§ **YOUR ASSIGNMENT**
Below are the records; repeat them in full, exactly.

START SUPPLIED RECORDS

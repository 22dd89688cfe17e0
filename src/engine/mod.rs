//! Asynchronous TEST UNIT READY engine.
//!
//! # State Machine
//! ```text
//! Idle ──check──▶ Pending ──worker publishes──▶ Done ──check──▶ Idle
//!                    │
//!                    └──deadline passed, worker still running──▶ Timeout ──▶ Idle
//! ```
//!
//! # Per `check` call
//! - No worker associated: start a cycle (spawn a worker), then wait at most
//!   the poll budget for its result
//! - Worker associated, deadline passed: take `running`; if the worker still
//!   had it, report `Timeout` and abandon the worker, else report its result
//! - Worker associated, still running: `Pending`
//! - Worker associated, finished: report its result and release the worker
//!
//! # Design Decisions
//! - The caller is never blocked longer than the poll budget per call
//! - After a timeout, a context still held by the stray worker is never
//!   reused or waited on; the next cycle gets a fresh context
//! - A worker that completed its cycle no longer touches the context, so the
//!   context is reused even if that worker has not dropped its reference yet
//! - Failing to spawn a thread falls back to probing inline
//! - Abandoned workers are never joined: a thread wedged in an
//!   uninterruptible ioctl stays until the kernel lets it go

pub mod context;
pub mod worker;

use std::io;
use std::sync::Arc;
use std::time::{Duration, Instant};

use crate::checker::state::{MsgId, PathState};
use crate::checker::{CheckTarget, CheckerSettings, Strategy};
use crate::observability::metrics;
use crate::probe::TurProbe;
use crate::scsi::ScsiTransport;

use context::AsyncContext;
use worker::{ProbeJob, Worker};

type SpawnFn = fn(Arc<AsyncContext>, ProbeJob) -> io::Result<Worker>;

/// Strategy state of the `tur` checker.
#[derive(Debug)]
pub struct TurChecker {
    device: String,
    probe: TurProbe,
    poll_budget: Duration,
    ctx: Arc<AsyncContext>,
    worker: Option<Worker>,
    deadline: Instant,
    /// The last cycle timed out; its worker may still write to `ctx`.
    timed_out: bool,
    spawn: SpawnFn,
}

impl TurChecker {
    pub fn new(device: String, transport: Arc<dyn ScsiTransport>, settings: CheckerSettings) -> Self {
        Self {
            ctx: AsyncContext::new(device.clone()),
            device,
            probe: TurProbe::new(transport, settings.retries),
            poll_budget: settings.poll_budget,
            worker: None,
            deadline: Instant::now(),
            timed_out: false,
            spawn: Worker::spawn,
        }
    }

    /// True while a worker is associated with the current cycle.
    pub fn has_worker(&self) -> bool {
        self.worker.is_some()
    }

    fn check_async(&mut self, target: &CheckTarget<'_>) -> (PathState, MsgId) {
        if self.worker.is_some() {
            return self.poll_worker();
        }
        self.start_cycle(target)
    }

    fn poll_worker(&mut self) -> (PathState, MsgId) {
        if Instant::now() >= self.deadline {
            // Dropping the worker requests cancellation either way.
            let worker = self.worker.take();
            if self.ctx.clear_running() {
                tracing::debug!(device = %self.device, "TUR checker timed out, cancelling worker");
                metrics::record_timeout(&self.device);
                self.timed_out = true;
                drop(worker);
                return (PathState::Timeout, MsgId::Timeout);
            }
            drop(worker);
            return self.ctx.outcome().into_parts();
        }

        if self.ctx.is_running() {
            return (PathState::Pending, MsgId::Running);
        }
        self.worker = None;
        self.ctx.outcome().into_parts()
    }

    fn start_cycle(&mut self, target: &CheckTarget<'_>) -> (PathState, MsgId) {
        if std::mem::take(&mut self.timed_out) && AsyncContext::holders(&self.ctx) > 1 {
            tracing::warn!(
                device = %self.device,
                holders = AsyncContext::holders(&self.ctx),
                "Timed out TUR worker has not exited, abandoning its context"
            );
            metrics::record_abandoned_context(&self.device);
            self.ctx = AsyncContext::new(self.device.clone());
        }

        self.ctx.begin_cycle();
        self.deadline = Instant::now() + target.timeout;

        let job = ProbeJob {
            probe: self.probe.clone(),
            fd: target.fd,
            timeout: target.timeout,
        };
        match (self.spawn)(Arc::clone(&self.ctx), job) {
            Ok(worker) => self.worker = Some(worker),
            Err(e) => {
                self.ctx.clear_running();
                tracing::warn!(
                    device = %self.device,
                    error = %e,
                    "Failed to start TUR worker, probing synchronously"
                );
                metrics::record_sync_fallback(&self.device);
                return self.probe.run(target.fd, target.timeout, &self.device);
            }
        }

        match self.ctx.wait_for_outcome(self.poll_budget) {
            Some(outcome) => {
                self.worker = None;
                outcome.into_parts()
            }
            None => (PathState::Pending, MsgId::Running),
        }
    }
}

impl Strategy for TurChecker {
    fn check(&mut self, target: &CheckTarget<'_>) -> (PathState, MsgId) {
        if target.sync {
            return self.probe.run(target.fd, target.timeout, &self.device);
        }
        self.check_async(target)
    }
}

impl Drop for TurChecker {
    fn drop(&mut self) {
        if self.worker.is_some() && self.ctx.is_running() {
            tracing::debug!(device = %self.device, "Freeing TUR checker with a worker in flight");
        }
    }
}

END SUPPLIED RECORDS

§ **YOUR SOLUTION**
repository 22dd89688cfe17e0
filename src/engine/mod.rs
//! Asynchronous TEST UNIT READY engine.
//!
//! # State Machine
//! ```text
//! Idle ──check──▶ Pending ──worker publishes──▶ Done ──check──▶ Idle
//!                    │
//!                    └──deadline passed, worker still running──▶ Timeout ──▶ Idle
//! ```
//!
//! # Per `check` call
//! - No worker associated: start a cycle (spawn a worker), then wait at most
//!   the poll budget for its result
//! - Worker associated, deadline passed: take `running`; if the worker still
//!   had it, report `Timeout` and abandon the worker, else report its result
//! - Worker associated, still running: `Pending`
//! - Worker associated, finished: report its result and release the worker
//!
//! # Design Decisions
//! - The caller is never blocked longer than the poll budget per call
//! - After a timeout, a context still held by the stray worker is never
//!   reused or waited on; the next cycle gets a fresh context
//! - A worker that completed its cycle no longer touches the context, so the
//!   context is reused even if that worker has not dropped its reference yet
//! - Failing to spawn a thread falls back to probing inline
//! - Abandoned workers are never joined: a thread wedged in an
//!   uninterruptible ioctl stays until the kernel lets it go

pub mod context;
pub mod worker;

use std::io;
use std::sync::Arc;
use std::time::{Duration, Instant};

use crate::checker::state::{MsgId, PathState};
use crate::checker::{CheckTarget, CheckerSettings, Strategy};
use crate::observability::metrics;
use crate::probe::TurProbe;
use crate::scsi::ScsiTransport;

use context::AsyncContext;
use worker::{ProbeJob, Worker};

type SpawnFn = fn(Arc<AsyncContext>, ProbeJob) -> io::Result<Worker>;

/// Strategy state of the `tur` checker.
#[derive(Debug)]
pub struct TurChecker {
    device: String,
    probe: TurProbe,
    poll_budget: Duration,
    ctx: Arc<AsyncContext>,
    worker: Option<Worker>,
    deadline: Instant,
    /// The last cycle timed out; its worker may still write to `ctx`.
    timed_out: bool,
    spawn: SpawnFn,
}

impl TurChecker {
    pub fn new(device: String, transport: Arc<dyn ScsiTransport>, settings: CheckerSettings) -> Self {
        Self {
            ctx: AsyncContext::new(device.clone()),
            device,
            probe: TurProbe::new(transport, settings.retries),
            poll_budget: settings.poll_budget,
            worker: None,
            deadline: Instant::now(),
            timed_out: false,
            spawn: Worker::spawn,
        }
    }

    /// True while a worker is associated with the current cycle.
    pub fn has_worker(&self) -> bool {
        self.worker.is_some()
    }

    fn check_async(&mut self, target: &CheckTarget<'_>) -> (PathState, MsgId) {
        if self.worker.is_some() {
            return self.poll_worker();
        }
        self.start_cycle(target)
    }

    fn poll_worker(&mut self) -> (PathState, MsgId) {
        if Instant::now() >= self.deadline {
            // Dropping the worker requests cancellation either way.
            let worker = self.worker.take();
            if self.ctx.clear_running() {
                tracing::debug!(device = %self.device, "TUR checker timed out, cancelling worker");
                metrics::record_timeout(&self.device);
                self.timed_out = true;
                drop(worker);
                return (PathState::Timeout, MsgId::Timeout);
            }
            drop(worker);
            return self.ctx.outcome().into_parts();
        }

        if self.ctx.is_running() {
            return (PathState::Pending, MsgId::Running);
        }
        self.worker = None;
        self.ctx.outcome().into_parts()
    }

    fn start_cycle(&mut self, target: &CheckTarget<'_>) -> (PathState, MsgId) {
        if std::mem::take(&mut self.timed_out) && AsyncContext::holders(&self.ctx) > 1 {
            tracing::warn!(
                device = %self.device,
                holders = AsyncContext::holders(&self.ctx),
                "Timed out TUR worker has not exited, abandoning its context"
            );
            metrics::record_abandoned_context(&self.device);
            self.ctx = AsyncContext::new(self.device.clone());
        }

        self.ctx.begin_cycle();
        self.deadline = Instant::now() + target.timeout;

        let job = ProbeJob {
            probe: self.probe.clone(),
            fd: target.fd,
            timeout: target.timeout,
        };
        match (self.spawn)(Arc::clone(&self.ctx), job) {
            Ok(worker) => self.worker = Some(worker),
            Err(e) => {
                self.ctx.clear_running();
                tracing::warn!(
                    device = %self.device,
                    error = %e,
                    "Failed to start TUR worker, probing synchronously"
                );
                metrics::record_sync_fallback(&self.device);
                return self.probe.run(target.fd, target.timeout, &self.device);
            }
        }

        match self.ctx.wait_for_outcome(self.poll_budget) {
            Some(outcome) => {
                self.worker = None;
                outcome.into_parts()
            }
            None => (PathState::Pending, MsgId::Running),
        }
    }
}

impl Strategy for TurChecker {
    fn check(&mut self, target: &CheckTarget<'_>) -> (PathState, MsgId) {
        if target.sync {
            return self.probe.run(target.fd, target.timeout, &self.device);
        }
        self.check_async(target)
    }
}

impl Drop for TurChecker {
    fn drop(&mut self) {
        if self.worker.is_some() && self.ctx.is_running() {
            tracing::debug!(device = %self.device, "Freeing TUR checker with a worker in flight");
        }
    }
}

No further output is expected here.